The scientists used high frequency ultrasound pulses to extract the TRPM8 from human embryonic kidney cells without damaging the cells’ environment. Next, they mapped the protein’s structure using a method called cryogenic electron microscopy: they flash-froze the channel as it morphed from fully closed to fully open. To understand which parts of the TRPM8 were moving during those transitions, the scientists tracked it using a technique called hydrogen-deuterium exchange mass spectrometry (HDX-MS), which “tells you what parts of the protein are particularly dynamic,” Julius explains. By combining these two techniques, the team collected a series of still frames for a molecular movie and learned what exactly was in motion in between those frames.
“The key innovation was this combination of techniques,” says Rachelle Gaudet, a professor of molecular and cellular biology at Harvard University, who was not involved in the study. “Together these approaches yield the clearest picture yet of how TRPM8 reshapes itself in response to cold,” she adds.
The team could see that the protein forms a doughnutlike shape; the lining on the inside of the doughnut hole determines whether the hole is open or closed. When the temperature exceeds 26 degrees Celsius (79 degrees Fahrenheit), the TRPM8 ion permeation channel—the hole in the doughnut—is closed. As the temperature drops, the cold causes the protein to shift into a more stable state in which one of its key structural pillars bends sharply, breaks away from its neighbor and straightens out. Finally, this newly straightened pillar slides upward, like a mechanical latch, and pops the gate wide open so the receptor can send its cold-response signal. “This is something we have never seen before,” notes Yifan Cheng, a structural biologist at the University of California, San Francisco, and a co-author of the study.
To validate their findings, the researchers compared the mammalian TRPM8 with a version found in birds, which is mostly insensitive to cold despite its nearly identical appearance. They found that the mammalian channel, unlike the avian one, is highly dynamic. “Because the bird channel is already very stable, it does not respond to the cold temperature to be further stabilized,” Cheng says.
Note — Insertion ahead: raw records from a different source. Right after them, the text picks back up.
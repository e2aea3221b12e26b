use std::sync::Arc;
use std::time::Instant;
use winit::application::ApplicationHandler;
use winit::event::WindowEvent;
use winit::event_loop::ActiveEventLoop;
use winit::keyboard::{KeyCode, PhysicalKey};
use winit::window::{Window, WindowId};

use crate::config::{GRID_HEIGHT, GRID_WIDTH, WINDOW_SCALE};
use crate::gpu::{FrameTexture, GpuContext, RenderPipeline};
use crate::palette::{self, DisplayMode, Rgba};
use crate::simulation::{Life, Preset};

/// Host commands that run in place of the next frame's simulation step
#[derive(Clone, Copy, Debug)]
enum Command {
    Randomize,
    Load(Preset),
}

/// Application state
pub struct App {
    window: Option<Arc<Window>>,
    gpu: Option<GpuContext>,
    frame_texture: Option<FrameTexture>,
    render_pipeline: Option<RenderPipeline>,
    life: Life,
    frame: Vec<Rgba>,
    display: DisplayMode,
    pending: Option<Command>,
    fps_counter: FpsCounter,
}

impl App {
    pub fn new() -> Self {
        let mut life = Life::new_default();
        life.randomize(&mut rand::thread_rng());

        Self {
            window: None,
            gpu: None,
            frame_texture: None,
            render_pipeline: None,
            life,
            frame: vec![[0; 4]; GRID_WIDTH * GRID_HEIGHT],
            display: DisplayMode::Cells,
            pending: None,
            fps_counter: FpsCounter::new(),
        }
    }

    fn render(&mut self) {
        let gpu = self.gpu.as_ref().unwrap();
        let frame_texture = self.frame_texture.as_ref().unwrap();
        let render = self.render_pipeline.as_ref().unwrap();

        // Advance one generation, unless a reseed command is pending
        match self.pending.take() {
            Some(Command::Randomize) => self.life.randomize(&mut rand::thread_rng()),
            Some(Command::Load(preset)) => self.life.load_preset(preset),
            None => self.life.step(),
        }

        // Map the committed state through the active color table and
        // upload it for display
        palette::render_into(&self.life, self.display, &mut self.frame);
        frame_texture.upload(&gpu.queue, &self.frame);

        // Get surface texture
        let output = match gpu.surface.get_current_texture() {
            Ok(texture) => texture,
            Err(wgpu::SurfaceError::Lost | wgpu::SurfaceError::Outdated) => {
                // Reconfigure surface
                gpu.surface.configure(&gpu.device, &gpu.config);
                return;
            }
            Err(e) => {
                log::error!("Surface error: {:?}", e);
                return;
            }
        };

        let view = output
            .texture
            .create_view(&wgpu::TextureViewDescriptor::default());

        let mut encoder = gpu
            .device
            .create_command_encoder(&wgpu::CommandEncoderDescriptor {
                label: Some("frame-encoder"),
            });

        let bind_group = render.create_bind_group(&gpu.device, frame_texture);
        render.draw(&mut encoder, &view, &bind_group);

        gpu.queue.submit(std::iter::once(encoder.finish()));
        output.present();

        // Update and display FPS
        if let Some(fps) = self.fps_counter.tick() {
            if let Some(window) = &self.window {
                window.set_title(&format!(
                    "Toroidal Life - {:.0} FPS - {} view - gen {} - pop {}",
                    fps,
                    self.display.label(),
                    self.life.generation(),
                    self.life.population()
                ));
            }
        }
    }

    fn handle_key(&mut self, key_code: KeyCode) {
        match key_code {
            // Toggle color mapping (cells <-> population)
            KeyCode::Space => {
                self.display = self.display.toggled();
                log::info!("Display mode: {}", self.display.label());
            }

            // Reseed commands, applied in place of the next step
            KeyCode::KeyR => {
                self.pending = Some(Command::Randomize);
                log::info!("Reseeding with random fill");
            }
            KeyCode::KeyG => {
                self.pending = Some(Command::Load(Preset::Gosper));
                log::info!("Loading {}", Preset::Gosper.label());
            }
            KeyCode::KeyS => {
                self.pending = Some(Command::Load(Preset::Simkin));
                log::info!("Loading {}", Preset::Simkin.label());
            }

            _ => {}
        }
    }
}

impl ApplicationHandler for App {
    fn resumed(&mut self, event_loop: &ActiveEventLoop) {
        if self.window.is_some() {
            return;
        }

        log::info!("Initializing toroidal Life engine...");
        log::info!("Grid size: {}x{}", GRID_WIDTH, GRID_HEIGHT);

        // Create window
        let window_attrs = Window::default_attributes()
            .with_title("Toroidal Life")
            .with_inner_size(winit::dpi::LogicalSize::new(
                GRID_WIDTH as u32 * WINDOW_SCALE,
                GRID_HEIGHT as u32 * WINDOW_SCALE,
            ));

        let window = Arc::new(
            event_loop
                .create_window(window_attrs)
                .expect("Failed to create window"),
        );

        // Initialize GPU
        log::info!("Creating GPU context...");
        let gpu = pollster::block_on(GpuContext::new(window.clone()));

        log::info!("Creating frame texture...");
        let frame_texture = FrameTexture::new(&gpu.device, GRID_WIDTH as u32, GRID_HEIGHT as u32);

        log::info!("Creating render pipeline...");
        let render_pipeline = RenderPipeline::new(&gpu.device, gpu.format());

        log::info!("Initialization complete!");
        log::info!("Controls:");
        log::info!("  Space: Toggle cell/population view");
        log::info!("  R: Reseed with random fill");
        log::info!("  G: Load Gosper glider gun");
        log::info!("  S: Load Simkin glider gun");
        log::info!("  Escape: Quit");

        self.window = Some(window);
        self.gpu = Some(gpu);
        self.frame_texture = Some(frame_texture);
        self.render_pipeline = Some(render_pipeline);
    }

    fn window_event(
        &mut self,
        event_loop: &ActiveEventLoop,
        _window_id: WindowId,
        event: WindowEvent,
    ) {
        match event {
            WindowEvent::CloseRequested => {
                log::info!("Close requested, exiting...");
                event_loop.exit();
            }
            WindowEvent::KeyboardInput { event, .. } => {
                if event.state.is_pressed() {
                    if let PhysicalKey::Code(key_code) = event.physical_key {
                        if key_code == KeyCode::Escape {
                            log::info!("Escape pressed, exiting...");
                            event_loop.exit();
                        } else {
                            self.handle_key(key_code);
                        }
                    }
                }
            }
            WindowEvent::Resized(new_size) => {
                if let Some(gpu) = &mut self.gpu {
                    log::info!("Window resized to {}x{}", new_size.width, new_size.height);
                    gpu.resize(new_size);
                }
            }
            WindowEvent::RedrawRequested => {
                self.render();
                // Request another frame immediately
                if let Some(window) = &self.window {
                    window.request_redraw();
                }
            }
            _ => {}
        }
    }
}

/// Simple FPS counter
struct FpsCounter {
    last_update: Instant,
    frame_count: u32,
}

impl FpsCounter {
    fn new() -> Self {
        Self {
            last_update: Instant::now(),
            frame_count: 0,
        }
    }

    /// Tick the counter, returns Some(fps) every second
    fn tick(&mut self) -> Option<f64> {
        self.frame_count += 1;
        let elapsed = self.last_update.elapsed();

        if elapsed.as_secs_f64() >= 1.0 {
            let fps = self.frame_count as f64 / elapsed.as_secs_f64();
            self.frame_count = 0;
            self.last_update = Instant::now();
            Some(fps)
        } else {
            None
        }
    }
}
It turned out the key to the cold-temperature sensitivity of the mammalian TRMP8 channel was its restlessness.
Julius and his colleagues also see how their findings can translate into better therapies for humans. “Cold hypersensitivity is a major issue for people who undergo cancer chemotherapy,” Julius says. Understanding the exact ways proteins like TRPM8 or TRPV1 work could help scientists develop specific blockers that would treat hypersensitivity without depriving people of normal temperature sensation. “I think it’s a good example for the community to say, ‘Maybe we can stretch our wings a little bit and start getting more sophisticated in how we look at protein structure,’” Julius says.